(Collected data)
[Start of Attachment]
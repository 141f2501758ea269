//! HTTP server setup and configuration.
//!
//! # Responsibilities
//! - Create Axum Router with one handler per registered route
//! - Mount routes through the explicit method table
//! - Wire up middleware (request ID, CORS, logging, delay, tracing)
//! - Bind server to listener with graceful shutdown

use std::sync::Arc;
use std::time::Duration;

use axum::{
    body::Bytes,
    extract::RawPathParams,
    http::{HeaderMap, Uri},
    middleware,
    routing::MethodRouter,
    Router,
};
use indexmap::IndexMap;
use tokio::net::TcpListener;
use tower_http::{
    request_id::{MakeRequestUuid, PropagateRequestIdLayer, SetRequestIdLayer},
    trace::TraceLayer,
};

use crate::config::{MiddlewareConfig, MockConfig};
use crate::dispatch::Dispatcher;
use crate::http::middleware::{cors_middleware, delay_middleware, request_logger};
use crate::http::request::build_context;
use crate::http::response::route_not_found;
use crate::lifecycle::signals::shutdown_signal;
use crate::lifecycle::ShutdownListener;
use crate::routing::{Route, RouteRegistry};

/// HTTP server for the mock routes.
pub struct MockServer {
    router: Router,
    config: MockConfig,
    route_count: usize,
}

impl MockServer {
    /// Create a new server serving every route in `registry`.
    pub fn new(config: MockConfig, registry: RouteRegistry) -> Self {
        let dispatcher = Dispatcher::new(registry.resolver().clone(), registry.reporter().clone());
        let router = Self::build_router(&config.middleware, &registry, dispatcher);
        Self {
            router,
            config,
            route_count: registry.len(),
        }
    }

    /// Build the Axum router with all middleware layers.
    fn build_router(middleware_config: &MiddlewareConfig, registry: &RouteRegistry, dispatcher: Dispatcher) -> Router {
        // One MethodRouter per normalized path; the router rejects a path mounted twice.
        // Unregistered methods on a known path answer 404, not 405.
        let mut paths: IndexMap<String, MethodRouter> = IndexMap::new();
        for route in registry.routes() {
            let slot = paths
                .entry(route.key().path)
                .or_insert_with(|| MethodRouter::new().fallback(route_not_found));
            let method_router = std::mem::replace(slot, MethodRouter::new());
            *slot = mount(method_router, route.clone(), dispatcher.clone());
        }

        let mut router = paths
            .into_iter()
            .fold(Router::new(), |router, (path, method_router)| router.route(&path, method_router))
            .fallback(route_not_found);

        if middleware_config.delay_ms > 0 {
            router = router.layer(middleware::from_fn_with_state(
                Duration::from_millis(middleware_config.delay_ms),
                delay_middleware,
            ));
        }
        if middleware_config.request_log {
            router = router.layer(middleware::from_fn(request_logger));
        }
        if middleware_config.cors {
            router = router.layer(middleware::from_fn(cors_middleware));
        }

        router
            .layer(PropagateRequestIdLayer::x_request_id())
            .layer(SetRequestIdLayer::x_request_id(MakeRequestUuid))
            .layer(TraceLayer::new_for_http())
    }

    /// The router, for serving on a custom listener or driving in tests.
    pub fn router(&self) -> Router {
        self.router.clone()
    }

    /// Run the server, accepting connections on the given listener until
    /// Ctrl+C or the shutdown signal fires.
    pub async fn run(self, listener: TcpListener, shutdown: ShutdownListener) -> Result<(), std::io::Error> {
        let addr = listener.local_addr()?;
        tracing::info!(
            address = %addr,
            routes = self.route_count,
            delay_ms = self.config.middleware.delay_ms,
            "Mock server running"
        );

        axum::serve(listener, self.router)
            .with_graceful_shutdown(async move {
                tokio::select! {
                    _ = shutdown_signal() => {}
                    _ = shutdown.wait() => {
                        tracing::info!("Shutdown requested");
                    }
                }
            })
            .await?;

        tracing::info!("HTTP server stopped");
        Ok(())
    }

    /// Get a reference to the config.
    pub fn config(&self) -> &MockConfig {
        &self.config
    }

    pub fn route_count(&self) -> usize {
        self.route_count
    }
}

/// Register `route` on `method_router` under its method's filter.
fn mount(method_router: MethodRouter, route: Arc<Route>, dispatcher: Dispatcher) -> MethodRouter {
    let filter = route.method.filter();
    let handler = move |uri: Uri, params: RawPathParams, headers: HeaderMap, body: Bytes| {
        let route = route.clone();
        let dispatcher = dispatcher.clone();
        async move {
            let ctx = build_context(route.method, &uri, &params, headers, &body);
            dispatcher.dispatch(&route, ctx).await
        }
    };
    method_router.on(filter, handler)
}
[End of Attachment]
WHAT YOU ARE ASKED TO DO —
In the entries above, identify each line that includes the string "handler", then copy it.

WRITTEN ANSWER —
//! - Create Axum Router with one handler per registered route
    let handler = move |uri: Uri, params: RawPathParams, headers: HeaderMap, body: Bytes| {
    method_router.on(filter, handler)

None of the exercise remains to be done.